At Virginia Mason, Dr. Julia Pollock, chief anesthesiologist, said her hospital is short on injectable opioids, typically administered to patients coming out of surgery. Anesthesiologists have adjusted by giving patients opioid pills before surgery.
She said she wouldn’t warn patients off elective surgery, however. “I would not be that dramatic,” she said.
But the shortage has meant that anesthesiologists everywhere have adjusted the formula for epidurals, which results in 10 to 12 patients a year with low blood pressure.
It’s not fatal, but those patients wind up in intensive care for monitoring. Surgeons don’t like that — it makes them look bad – and it scares patients, anesthesiologists say.
New York City has felt the pinch as well, said Dr. Ruth Landau, director of obstetric anesthesiology at Columbia University. She said her hospital has been desperately short on bupivacaine, a drug used for epidurals in one form, and C-sections in another.
“There have been near misses, but we haven’t killed anyone,” Dr. Landau said. “Because we are good at what we do, we have been able to avoid disasters.”
Dr. Landau has rationed the bupivacaine formulation used for c-sections, providing the rapid-onset drug in emergency situations only. Other moms get a form of bupivacaine that takes a little longer to take effect.

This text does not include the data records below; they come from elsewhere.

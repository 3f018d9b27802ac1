use crate::conn::Conn;
use crate::interface::Interface;
use crate::packet_conn::PacketConn;
use crate::socket::RawSocket;
use std::io;
use std::time::{Duration, Instant};

/// Options applied to a [`Conn`] in one call.
#[derive(Debug, Clone, Default)]
pub struct ConnConfig {
    pub hop_limit: Option<u32>,
}

impl ConnConfig {
    pub fn new() -> Self {
        Self::default()
    }

    pub fn apply<S: RawSocket>(&self, conn: &Conn<S>) -> io::Result<()> {
        if let Some(hop_limit) = self.hop_limit {
            conn.set_hop_limit(hop_limit)?;
        }
        Ok(())
    }
}

/// Options applied to a [`PacketConn`] in one call, in field order.
///
/// The first failing option aborts the rest.
#[derive(Debug, Clone, Default)]
pub struct PacketConfig {
    pub hop_limit: Option<u32>,
    pub multicast_hop_limit: Option<u32>,
    pub multicast_interface: Option<Interface>,
    pub multicast_loopback: Option<bool>,
    /// Read timeout, turned into a deadline when applied.
    pub read_timeout: Option<Duration>,
    /// Write timeout, turned into a deadline when applied.
    pub write_timeout: Option<Duration>,
}

impl PacketConfig {
    pub fn new() -> Self {
        Self::default()
    }

    pub fn apply<S: RawSocket>(&self, conn: &PacketConn<S>) -> io::Result<()> {
        if let Some(hop_limit) = self.hop_limit {
            conn.set_hop_limit(hop_limit)?;
        }
        if let Some(hop_limit) = self.multicast_hop_limit {
            conn.set_multicast_hop_limit(hop_limit)?;
        }
        if let Some(ifi) = &self.multicast_interface {
            conn.set_multicast_interface(Some(ifi))?;
        }
        if let Some(on) = self.multicast_loopback {
            conn.set_multicast_loopback(on)?;
        }
        let now = Instant::now();
        if let Some(timeout) = self.read_timeout {
            conn.set_read_deadline(Some(now + timeout))?;
        }
        if let Some(timeout) = self.write_timeout {
            conn.set_write_deadline(Some(now + timeout))?;
        }
        Ok(())
    }
}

Dr. Landau is hoping that anesthesiologists elsewhere in the U.S. are not putting mothers under general anesthesia for emergency c-sections, because bupivacaine isn’t available.
“It’s a true risk,” she said. “We’ve perfected our ability to provide safe anesthesia, with less and less women getting general anesthesia. Now, just because we’re missing the right drug, we may be taking that risk.”

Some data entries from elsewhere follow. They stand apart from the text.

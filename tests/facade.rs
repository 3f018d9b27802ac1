use ipany::{extract_ip, is_v4, resolve, Conn, Endpoint, PacketConn, SocketFamily};
use rand::Rng;
use std::net::{IpAddr, Ipv4Addr, TcpListener, UdpSocket};

#[test]
fn classification_table() {
    let cases: &[(&str, &str, bool)] = &[
        ("0.0.0.0", "ip", true),
        ("0.0.0.0", "ip4", true),
        ("0.0.0.0/0", "ip+net", true),
        ("0.0.0.0:0", "udp", true),
        ("0.0.0.0:0", "udp4", true),
        ("0.0.0.0:0", "tcp", true),
        ("0.0.0.0:0", "tcp4", true),
        ("127.0.0.1", "ip", true),
        ("127.0.0.1", "ip4", true),
        ("127.0.0.1/8", "ip+net", true),
        ("127.0.0.1:0", "udp", true),
        ("127.0.0.1:0", "udp4", true),
        ("127.0.0.1:0", "tcp", true),
        ("127.0.0.1:0", "tcp4", true),
        ("::ffff:127.0.0.1", "ip", true),
        ("::ffff:127.0.0.1", "ip4", true),
        // a /8 would truncate to ::/8, which is IPv6
        ("::ffff:127.0.0.1/102", "ip+net", true),
        ("[::ffff:127.0.0.1]:123", "udp", true),
        ("[::ffff:127.0.0.1]:123", "udp4", true),
        ("[::ffff:127.0.0.1]:123", "tcp", true),
        ("[::ffff:127.0.0.1]:123", "tcp4", true),
        ("::", "ip", false),
        ("::", "ip6", false),
        ("::%en0", "ip6", false),
        ("::/64", "ip+net", false),
        ("[::]:0", "udp", false),
        ("[::]:0", "udp6", false),
        ("[::]:0", "tcp", false),
        ("[::]:0", "tcp6", false),
        ("::1", "ip", false),
        ("::1", "ip6", false),
        ("::1%en0", "ip6", false),
        ("::1/8", "ip+net", false),
        ("[::1]:0", "udp", false),
        ("[::1]:0", "udp6", false),
        ("[::1]:0", "tcp", false),
        ("[::1]:0", "tcp6", false),
    ];

    for (addr, network, expected) in cases {
        let endpoint = match resolve(network, addr) {
            Ok(endpoint) => endpoint,
            Err(e) => panic!("case {:?} {:?}: unexpected error {}", network, addr, e),
        };
        assert_eq!(
            is_v4(Some(&endpoint)),
            *expected,
            "case {:?} {:?} (ip={:?})",
            network,
            addr,
            extract_ip(&endpoint)
        );
    }
}

#[test]
fn same_address_in_every_shape_is_v4() {
    for network in ["udp", "tcp"] {
        assert!(is_v4(Some(&resolve(network, "0.0.0.0:0").unwrap())));
    }
    assert!(is_v4(Some(&resolve("ip", "0.0.0.0").unwrap())));
}

#[test]
fn unrecognized_shape_is_not_v4() {
    let endpoint = Endpoint::Unknown { family: 1 };
    assert_eq!(extract_ip(&endpoint), None);
    assert!(!is_v4(Some(&endpoint)));
    assert!(!is_v4(None));
}

#[test]
fn mapped_addresses_are_v4_regardless_of_decoration() {
    let mut rng = rand::thread_rng();
    for _ in 0..256 {
        let v4 = Ipv4Addr::from(rng.gen::<u32>());
        let mapped = IpAddr::V6(v4.to_ipv6_mapped());
        let port: u16 = rng.gen();
        let prefix: u8 = rng.gen_range(96..=128);

        let shapes = [
            Endpoint::from(mapped),
            Endpoint::Tcp((mapped, port).into()),
            Endpoint::Udp((mapped, port).into()),
            Endpoint::IpNet(ipnet::IpNet::new(mapped, prefix).unwrap().trunc()),
        ];
        for shape in &shapes {
            assert!(shape.is_v4(), "{}", shape);
        }
    }
}

#[test]
fn ipv4_socket_gets_ipv4_backing() {
    let sock = UdpSocket::bind("127.0.0.1:0").unwrap();
    let conn = PacketConn::new(&sock);
    assert!(conn.as_v4().is_some());
    assert!(conn.as_v6().is_none());

    let listener = TcpListener::bind("127.0.0.1:0").unwrap();
    let conn = Conn::new(&listener);
    assert!(conn.as_v4().is_some());
    assert!(conn.as_v6().is_none());
}

#[test]
fn ipv6_socket_gets_ipv6_backing() {
    // hosts without IPv6 loopback cannot run this
    let sock = match UdpSocket::bind("[::1]:0") {
        Ok(sock) => sock,
        Err(_) => return,
    };
    let conn = PacketConn::new(&sock);
    assert_eq!(conn.family(), SocketFamily::Ipv6);
    assert!(conn.as_v4().is_none());
    let v6 = conn.as_v6().unwrap();

    conn.set_hop_limit(5).unwrap();
    assert_eq!(v6.hop_limit().unwrap(), 5);
    conn.set_multicast_hop_limit(2).unwrap();
    assert_eq!(v6.multicast_hop_limit().unwrap(), 2);
    conn.set_multicast_loopback(false).unwrap();
    assert!(!sock.multicast_loop_v6().unwrap());
    assert_eq!(conn.multicast_interface().unwrap(), None);

    let listener = TcpListener::bind("[::1]:0").unwrap();
    let conn = Conn::new(listener);
    assert!(conn.as_v6().is_some());
    conn.set_hop_limit(44).unwrap();
    assert_eq!(conn.hop_limit().unwrap(), 44);
}

#[test]
fn mapped_local_address_gets_ipv4_backing() {
    let sock = match UdpSocket::bind("[::ffff:127.0.0.1]:0") {
        Ok(sock) => sock,
        Err(_) => return,
    };
    let conn = PacketConn::new(&sock);
    assert_eq!(conn.family(), SocketFamily::Ipv4);
}

#[cfg(unix)]
#[test]
fn non_ip_socket_falls_back_to_ipv6() {
    let sock = std::os::unix::net::UnixDatagram::unbound().unwrap();
    let conn = PacketConn::new(&sock);
    assert_eq!(conn.family(), SocketFamily::Ipv6);
    assert!(conn.as_v4().is_none());
    assert!(conn.as_v6().is_some());

    // forwarded calls fail the way the IPv6 option set fails on this socket
    assert!(conn.set_hop_limit(3).is_err());

    let (a, _b) = std::os::unix::net::UnixStream::pair().unwrap();
    let conn = Conn::new(&a);
    assert!(conn.as_v6().is_some());
}

#[test]
fn deadlines_become_timeouts() {
    use std::time::{Duration, Instant};

    let sock = UdpSocket::bind("127.0.0.1:0").unwrap();
    let conn = PacketConn::new(&sock);
    conn.set_deadline(Some(Instant::now() + Duration::from_secs(30)))
        .unwrap();
    assert!(sock.read_timeout().unwrap().is_some());
    assert!(sock.write_timeout().unwrap().is_some());

    conn.set_write_deadline(None).unwrap();
    assert!(sock.read_timeout().unwrap().is_some());
    assert_eq!(sock.write_timeout().unwrap(), None);

    conn.set_read_deadline(Some(Instant::now())).unwrap();
    let mut buf = [0u8; 16];
    let err = sock.recv_from(&mut buf).unwrap_err();
    assert!(matches!(
        err.kind(),
        std::io::ErrorKind::WouldBlock | std::io::ErrorKind::TimedOut
    ));
}

#[cfg(any(target_os = "linux", target_os = "android"))]
#[test]
fn bpf_filter_attaches() {
    let sock = UdpSocket::bind("127.0.0.1:0").unwrap();
    let conn = PacketConn::new(&sock);
    // drop everything
    conn.set_bpf(&[ipany::bpf::ret(0)]).unwrap();
    assert!(conn.set_bpf(&[]).is_err());
}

Dr. Landau and other anesthesiologists likened their situation to cooking without the proper ingredients: “It’s as if I told you, ‘bake brownies,’ and the sugar, chocolate and eggs that you never thought ran out, run out, and people are expecting you to bake the same brownies with the same quality. That’s how I feel.”

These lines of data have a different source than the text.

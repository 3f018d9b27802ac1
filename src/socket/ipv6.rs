//! IPv6 socket options under their native names.

use super::{ipv6_of, set_deadlines, RawSocket, SocketFamily};
use crate::addr::Endpoint;
use crate::bpf::RawInstruction;
use crate::interface::Interface;
use crate::sys::{self, SourceOp};
use socket2::{SockAddr, SockRef};
use std::io;
use std::net::{Ipv6Addr, SocketAddr};
use std::time::Instant;

/// IPv6 options of a stream connection.
#[derive(Debug)]
pub struct Conn<S> {
    inner: S,
}

impl<S: RawSocket> Conn<S> {
    pub fn new(inner: S) -> Self {
        Self { inner }
    }

    fn socket(&self) -> SockRef<'_> {
        SockRef::from(&self.inner)
    }

    /// Returns the `IPV6_UNICAST_HOPS` of outgoing packets.
    pub fn hop_limit(&self) -> io::Result<u32> {
        self.socket().unicast_hops_v6()
    }

    pub fn set_hop_limit(&self, hop_limit: u32) -> io::Result<()> {
        self.socket().set_unicast_hops_v6(hop_limit)
    }

    pub fn get_ref(&self) -> &S {
        &self.inner
    }

    pub fn into_inner(self) -> S {
        self.inner
    }
}

/// IPv6 options of a packet-oriented socket.
#[derive(Debug)]
pub struct PacketConn<S> {
    inner: S,
}

impl<S: RawSocket> PacketConn<S> {
    pub fn new(inner: S) -> Self {
        Self { inner }
    }

    fn socket(&self) -> SockRef<'_> {
        SockRef::from(&self.inner)
    }

    /// Drops the wrapped socket. An owned socket is closed, a borrowed one
    /// is released.
    pub fn close(self) {
        drop(self.inner);
    }

    pub fn get_ref(&self) -> &S {
        &self.inner
    }

    pub fn into_inner(self) -> S {
        self.inner
    }

    pub fn hop_limit(&self) -> io::Result<u32> {
        self.socket().unicast_hops_v6()
    }

    pub fn set_hop_limit(&self, hop_limit: u32) -> io::Result<()> {
        self.socket().set_unicast_hops_v6(hop_limit)
    }

    pub fn multicast_hop_limit(&self) -> io::Result<u32> {
        self.socket().multicast_hops_v6()
    }

    pub fn set_multicast_hop_limit(&self, hop_limit: u32) -> io::Result<()> {
        self.socket().set_multicast_hops_v6(hop_limit)
    }

    /// Returns the outgoing multicast interface, `None` when the kernel
    /// chooses.
    pub fn multicast_interface(&self) -> io::Result<Option<Interface>> {
        match self.socket().multicast_if_v6()? {
            0 => Ok(None),
            index => Ok(Interface::by_index(index)),
        }
    }

    pub fn set_multicast_interface(&self, ifi: Option<&Interface>) -> io::Result<()> {
        self.socket().set_multicast_if_v6(interface_index(ifi))
    }

    pub fn multicast_loopback(&self) -> io::Result<bool> {
        self.socket().multicast_loop_v6()
    }

    pub fn set_multicast_loopback(&self, on: bool) -> io::Result<()> {
        self.socket().set_multicast_loop_v6(on)
    }

    /// Joins `group` on `ifi`, or on the interface the kernel picks.
    pub fn join_group(&self, ifi: Option<&Interface>, group: &Endpoint) -> io::Result<()> {
        let group = ipv6_of(group)?;
        self.socket().join_multicast_v6(&group, interface_index(ifi))
    }

    pub fn leave_group(&self, ifi: Option<&Interface>, group: &Endpoint) -> io::Result<()> {
        let group = ipv6_of(group)?;
        self.socket().leave_multicast_v6(&group, interface_index(ifi))
    }

    pub fn join_source_specific_group(
        &self,
        ifi: Option<&Interface>,
        group: &Endpoint,
        source: &Endpoint,
    ) -> io::Result<()> {
        self.source_group(SourceOp::Join, ifi, group, source)
    }

    pub fn leave_source_specific_group(
        &self,
        ifi: Option<&Interface>,
        group: &Endpoint,
        source: &Endpoint,
    ) -> io::Result<()> {
        self.source_group(SourceOp::Leave, ifi, group, source)
    }

    pub fn include_source_specific_group(
        &self,
        ifi: Option<&Interface>,
        group: &Endpoint,
        source: &Endpoint,
    ) -> io::Result<()> {
        self.source_group(SourceOp::Unblock, ifi, group, source)
    }

    pub fn exclude_source_specific_group(
        &self,
        ifi: Option<&Interface>,
        group: &Endpoint,
        source: &Endpoint,
    ) -> io::Result<()> {
        self.source_group(SourceOp::Block, ifi, group, source)
    }

    fn source_group(
        &self,
        op: SourceOp,
        ifi: Option<&Interface>,
        group: &Endpoint,
        source: &Endpoint,
    ) -> io::Result<()> {
        let group = sock_addr(ipv6_of(group)?);
        let source = sock_addr(ipv6_of(source)?);
        sys::source_group(
            &self.socket(),
            SocketFamily::Ipv6,
            op,
            interface_index(ifi),
            &group,
            &source,
        )
    }

    pub fn set_bpf(&self, filter: &[RawInstruction]) -> io::Result<()> {
        sys::attach_filter(&self.socket(), filter)
    }

    pub fn set_deadline(&self, deadline: Option<Instant>) -> io::Result<()> {
        set_deadlines(&self.socket(), Some(deadline), Some(deadline))
    }

    pub fn set_read_deadline(&self, deadline: Option<Instant>) -> io::Result<()> {
        set_deadlines(&self.socket(), Some(deadline), None)
    }

    pub fn set_write_deadline(&self, deadline: Option<Instant>) -> io::Result<()> {
        set_deadlines(&self.socket(), None, Some(deadline))
    }
}

fn interface_index(ifi: Option<&Interface>) -> u32 {
    ifi.map_or(0, |ifi| ifi.index)
}

fn sock_addr(ip: Ipv6Addr) -> SockAddr {
    SockAddr::from(SocketAddr::from((ip, 0)))
}

#[cfg(test)]
mod tests {
    use super::*;
    use std::net::UdpSocket;

    // hosts without IPv6 loopback skip these
    fn loopback() -> Option<(UdpSocket, Interface)> {
        let sock = UdpSocket::bind("[::1]:0").ok()?;
        let lo = Interface::list()
            .into_iter()
            .find(|ifi| ifi.ipv6.contains(&Ipv6Addr::LOCALHOST))?;
        Some((sock, lo))
    }

    #[test]
    fn multicast_interface_round_trip() {
        let (sock, lo) = match loopback() {
            Some(found) => found,
            None => return,
        };
        let conn = PacketConn::new(&sock);
        conn.set_multicast_interface(Some(&lo)).unwrap();
        assert_eq!(sock_if(&conn), Some(lo.index));
        conn.set_multicast_interface(None).unwrap();
        assert_eq!(conn.multicast_interface().unwrap(), None);
    }

    fn sock_if(conn: &PacketConn<&UdpSocket>) -> Option<u32> {
        conn.multicast_interface().unwrap().map(|ifi| ifi.index)
    }

    #[test]
    fn join_and_leave_on_loopback() {
        let (sock, lo) = match loopback() {
            Some(found) => found,
            None => return,
        };
        let conn = PacketConn::new(&sock);
        let group: Endpoint = "ff12::1234".parse::<Ipv6Addr>().unwrap().into();

        conn.join_group(Some(&lo), &group).unwrap();
        conn.leave_group(Some(&lo), &group).unwrap();
    }

    #[cfg(any(target_os = "linux", target_os = "android"))]
    #[test]
    fn source_filters_on_loopback() {
        let (sock, lo) = match loopback() {
            Some(found) => found,
            None => return,
        };
        let conn = PacketConn::new(&sock);
        let source: Endpoint = Ipv6Addr::LOCALHOST.into();

        let ssm: Endpoint = "ff32::8000:1234".parse::<Ipv6Addr>().unwrap().into();
        conn.join_source_specific_group(Some(&lo), &ssm, &source)
            .unwrap();
        conn.leave_source_specific_group(Some(&lo), &ssm, &source)
            .unwrap();

        let asm: Endpoint = "ff12::5678".parse::<Ipv6Addr>().unwrap().into();
        conn.join_group(Some(&lo), &asm).unwrap();
        conn.exclude_source_specific_group(Some(&lo), &asm, &source)
            .unwrap();
        conn.include_source_specific_group(Some(&lo), &asm, &source)
            .unwrap();
        conn.leave_group(Some(&lo), &asm).unwrap();
    }

    #[test]
    fn group_must_be_ipv6() {
        let (sock, _) = match loopback() {
            Some(found) => found,
            None => return,
        };
        let conn = PacketConn::new(&sock);
        let mapped: Endpoint = "::ffff:239.1.1.1".parse::<Ipv6Addr>().unwrap().into();
        let err = conn.join_group(None, &mapped).unwrap_err();
        assert_eq!(err.kind(), io::ErrorKind::InvalidInput);
    }
}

Meanwhile, providers say they’re frustrated with big pharma.
At LifeLine Wenatchee, Walker said suppliers are out of drugs, and he doesn’t know why. “I can’t find anyone who will give me an answer,” he said.
He finds it suspicious that a supplier might say they’re out, then point him to another supplier, one he hasn’t heard of. That company may have what he needs, but at many times the cost.
Anesthesiologists had similar questions for the drug industry.
Dr. Pollock of Virginia Mason said drug shortages have been a reality for 15 years. Even drugs that shouldn’t be expensive, because the research and development costs are paid off, are pricier, she said. She noted the EpiPen, for people with severe allergies.
“Suddenly drugs we had been using for 30 years weren’t available anymore,” Dr. Pollock said. “These are very important for anesthesia and also affect oncology drugs. We had to come up with a systematic way of dealing with this.”
From New York, Dr. Landau said, “It sounded like a political story of something really fishy.”
She asks herself whether anesthesiologists should have called more attention to the problem when it began earlier this year.
“We haven’t wanted to make a big deal out of it – part of it is we don’t want our patients to worry, we don’t want to create a frenzy.”
She also wondered if anyone would care.
“It’s just anesthesia,” she said. “It’s also just pregnant women having babies, which people care about even less.”
The FDA said intravenous opioid shortages will persist through 2019. Dr. Landau said she doesn’t know when bupivacaine will be available again in a reliable fashion.
“My hospital has recently received some supplies of bupivacaine – but we are not sure whether this is a random delivery,” she said. “We don’t know whether we can say things are back to normal.”